Items from a data source
_ _ _ _ _ _ _

//! Error types and exit status mapping for synthesis operations

use std::fmt;
use std::path::PathBuf;

/// Main error type for all raster and synthesis operations
#[derive(Debug)]
pub enum TileError {
    /// A buffer could not be allocated
    Resource {
        /// Number of `f32` elements requested
        elements: usize,
        /// Description of what failed
        reason: String,
    },

    /// Elementwise operation between buffers with different element counts
    SizeMismatch {
        /// Name of the elementwise operation
        operation: &'static str,
        /// Element count of the buffer being modified
        left: usize,
        /// Element count of the operand buffer
        right: usize,
    },

    /// Parameter validation failed
    InvalidParameter {
        /// Name of the invalid parameter
        parameter: &'static str,
        /// Provided value that failed validation
        value: String,
        /// Explanation of why the value is invalid
        reason: String,
    },

    /// Requested feature is part of the configuration surface but has no implementation
    NotImplemented {
        /// Name of the missing feature
        feature: &'static str,
    },

    /// Failed to load source image from filesystem
    ImageLoad {
        /// Path to the image file
        path: PathBuf,
        /// Underlying image loading error
        source: image::ImageError,
    },

    /// Failed to save generated image to disk
    ImageExport {
        /// Path where export was attempted
        path: PathBuf,
        /// Underlying image export error
        source: image::ImageError,
    },

    /// General file system operation failure
    FileSystem {
        /// Path involved in the operation
        path: PathBuf,
        /// Description of the operation that failed
        operation: &'static str,
        /// Underlying I/O error
        source: std::io::Error,
    },

    /// Image shape or channel layout the codec boundary cannot represent
    UnsupportedImage {
        /// Description of what's wrong with the image
        reason: String,
    },

    /// Some canvas pixels received no window weight, so they cannot be normalised
    IncompleteCoverage {
        /// Pixels per plane left without weight
        uncovered: usize,
        /// Pixels per plane
        total: usize,
    },
}

impl TileError {
    /// Stable process exit status for this error kind
    ///
    /// Each kind maps to its own code so scripts can tell failures apart. Codes 1
    /// and 2 are left to generic failures and argument parsing.
    pub const fn exit_code(&self) -> u8 {
        match self {
            Self::Resource { .. } => 10,
            Self::SizeMismatch { .. } => 3,
            Self::InvalidParameter { .. } => 4,
            Self::NotImplemented { .. } => 5,
            Self::ImageLoad { .. } => 6,
            Self::ImageExport { .. } => 7,
            Self::FileSystem { .. } => 8,
            Self::UnsupportedImage { .. } => 9,
            Self::IncompleteCoverage { .. } => 11,
        }
    }
}

impl fmt::Display for TileError {
    fn fmt(&self, f: &mut fmt::Formatter<'_>) -> fmt::Result {
        match self {
            Self::Resource { elements, reason } => {
                write!(f, "Failed to allocate {elements} elements: {reason}")
            }
            Self::SizeMismatch {
                operation,
                left,
                right,
            } => {
                write!(
                    f,
                    "Size mismatch in {operation}: {left} elements vs {right} elements"
                )
            }
            Self::InvalidParameter {
                parameter,
                value,
                reason,
            } => {
                write!(f, "Invalid parameter '{parameter}' = '{value}': {reason}")
            }
            Self::NotImplemented { feature } => {
                write!(f, "{feature} is not implemented")
            }
            Self::ImageLoad { path, source } => {
                write!(f, "Failed to load image '{}': {source}", path.display())
            }
            Self::ImageExport { path, source } => {
                write!(
                    f,
                    "Failed to export image to '{}': {source}",
                    path.display()
                )
            }
            Self::FileSystem {
                path,
                operation,
                source,
            } => {
                write!(
                    f,
                    "File system error during {operation} on '{}': {source}",
                    path.display()
                )
            }
            Self::UnsupportedImage { reason } => {
                write!(f, "Unsupported image: {reason}")
            }
            Self::IncompleteCoverage { uncovered, total } => {
                write!(
                    f,
                    "{uncovered} of {total} pixels receive no window weight; raise scale or blur"
                )
            }
        }
    }
}

impl std::error::Error for TileError {
    fn source(&self) -> Option<&(dyn std::error::Error + 'static)> {
        match self {
            Self::ImageLoad { source, .. } | Self::ImageExport { source, .. } => Some(source),
            Self::FileSystem { source, .. } => Some(source),
            _ => None,
        }
    }
}

/// Convenience type alias for synthesis results
pub type Result<T> = std::result::Result<T, TileError>;

impl From<std::io::Error> for TileError {
    fn from(err: std::io::Error) -> Self {
        Self::FileSystem {
            path: PathBuf::from("<unknown>"),
            operation: "unknown",
            source: err,
        }
    }
}

/// Create an invalid parameter error
pub fn invalid_parameter(
    parameter: &'static str,
    value: &impl ToString,
    reason: &impl ToString,
) -> TileError {
    TileError::InvalidParameter {
        parameter,
        value: value.to_string(),
        reason: reason.to_string(),
    }
}

/// Create a size mismatch error for an elementwise operation
pub const fn size_mismatch(operation: &'static str, left: usize, right: usize) -> TileError {
    TileError::SizeMismatch {
        operation,
        left,
        right,
    }
}

/// Create an unsupported image error
pub fn unsupported_image(reason: &impl ToString) -> TileError {
    TileError::UnsupportedImage {
        reason: reason.to_string(),
    }
}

_ _ _ _ _ _ _

Your task is to extract all of the records exactly.

Solution
//! Error types and exit status mapping for synthesis operations

use std::fmt;
use std::path::PathBuf;

/// Main error type for all raster and synthesis operations
#[derive(Debug)]
pub enum TileError {
    /// A buffer could not be allocated
    Resource {
        /// Number of `f32` elements requested
        elements: usize,
        /// Description of what failed
        reason: String,
    },

    /// Elementwise operation between buffers with different element counts
    SizeMismatch {
        /// Name of the elementwise operation
        operation: &'static str,
        /// Element count of the buffer being modified
        left: usize,
        /// Element count of the operand buffer
        right: usize,
    },

    /// Parameter validation failed
    InvalidParameter {
        /// Name of the invalid parameter
        parameter: &'static str,
        /// Provided value that failed validation
        value: String,
        /// Explanation of why the value is invalid
        reason: String,
    },

    /// Requested feature is part of the configuration surface but has no implementation
    NotImplemented {
        /// Name of the missing feature
        feature: &'static str,
    },

    /// Failed to load source image from filesystem
    ImageLoad {
        /// Path to the image file
        path: PathBuf,
        /// Underlying image loading error
        source: image::ImageError,
    },

    /// Failed to save generated image to disk
    ImageExport {
        /// Path where export was attempted
        path: PathBuf,
        /// Underlying image export error
        source: image::ImageError,
    },

    /// General file system operation failure
    FileSystem {
        /// Path involved in the operation
        path: PathBuf,
        /// Description of the operation that failed
        operation: &'static str,
        /// Underlying I/O error
        source: std::io::Error,
    },

    /// Image shape or channel layout the codec boundary cannot represent
    UnsupportedImage {
        /// Description of what's wrong with the image
        reason: String,
    },

    /// Some canvas pixels received no window weight, so they cannot be normalised
    IncompleteCoverage {
        /// Pixels per plane left without weight
        uncovered: usize,
        /// Pixels per plane
        total: usize,
    },
}

impl TileError {
    /// Stable process exit status for this error kind
    ///
    /// Each kind maps to its own code so scripts can tell failures apart. Codes 1
    /// and 2 are left to generic failures and argument parsing.
    pub const fn exit_code(&self) -> u8 {
        match self {
            Self::Resource { .. } => 10,
            Self::SizeMismatch { .. } => 3,
            Self::InvalidParameter { .. } => 4,
            Self::NotImplemented { .. } => 5,
            Self::ImageLoad { .. } => 6,
            Self::ImageExport { .. } => 7,
            Self::FileSystem { .. } => 8,
            Self::UnsupportedImage { .. } => 9,
            Self::IncompleteCoverage { .. } => 11,
        }
    }
}

impl fmt::Display for TileError {
    fn fmt(&self, f: &mut fmt::Formatter<'_>) -> fmt::Result {
        match self {
            Self::Resource { elements, reason } => {
                write!(f, "Failed to allocate {elements} elements: {reason}")
            }
            Self::SizeMismatch {
                operation,
                left,
                right,
            } => {
                write!(
                    f,
                    "Size mismatch in {operation}: {left} elements vs {right} elements"
                )
            }
            Self::InvalidParameter {
                parameter,
                value,
                reason,
            } => {
                write!(f, "Invalid parameter '{parameter}' = '{value}': {reason}")
            }
            Self::NotImplemented { feature } => {
                write!(f, "{feature} is not implemented")
            }
            Self::ImageLoad { path, source } => {
                write!(f, "Failed to load image '{}': {source}", path.display())
            }
            Self::ImageExport { path, source } => {
                write!(
                    f,
                    "Failed to export image to '{}': {source}",
                    path.display()
                )
            }
            Self::FileSystem {
                path,
                operation,
                source,
            } => {
                write!(
                    f,
                    "File system error during {operation} on '{}': {source}",
                    path.display()
                )
            }
            Self::UnsupportedImage { reason } => {
                write!(f, "Unsupported image: {reason}")
            }
            Self::IncompleteCoverage { uncovered, total } => {
                write!(
                    f,
                    "{uncovered} of {total} pixels receive no window weight; raise scale or blur"
                )
            }
        }
    }
}

impl std::error::Error for TileError {
    fn source(&self) -> Option<&(dyn std::error::Error + 'static)> {
        match self {
            Self::ImageLoad { source, .. } | Self::ImageExport { source, .. } => Some(source),
            Self::FileSystem { source, .. } => Some(source),
            _ => None,
        }
    }
}

/// Convenience type alias for synthesis results
pub type Result<T> = std::result::Result<T, TileError>;

impl From<std::io::Error> for TileError {
    fn from(err: std::io::Error) -> Self {
        Self::FileSystem {
            path: PathBuf::from("<unknown>"),
            operation: "unknown",
            source: err,
        }
    }
}

/// Create an invalid parameter error
pub fn invalid_parameter(
    parameter: &'static str,
    value: &impl ToString,
    reason: &impl ToString,
) -> TileError {
    TileError::InvalidParameter {
        parameter,
        value: value.to_string(),
        reason: reason.to_string(),
    }
}

/// Create a size mismatch error for an elementwise operation
pub const fn size_mismatch(operation: &'static str, left: usize, right: usize) -> TileError {
    TileError::SizeMismatch {
        operation,
        left,
        right,
    }
}

/// Create an unsupported image error
pub fn unsupported_image(reason: &impl ToString) -> TileError {
    TileError::UnsupportedImage {
        reason: reason.to_string(),
    }
}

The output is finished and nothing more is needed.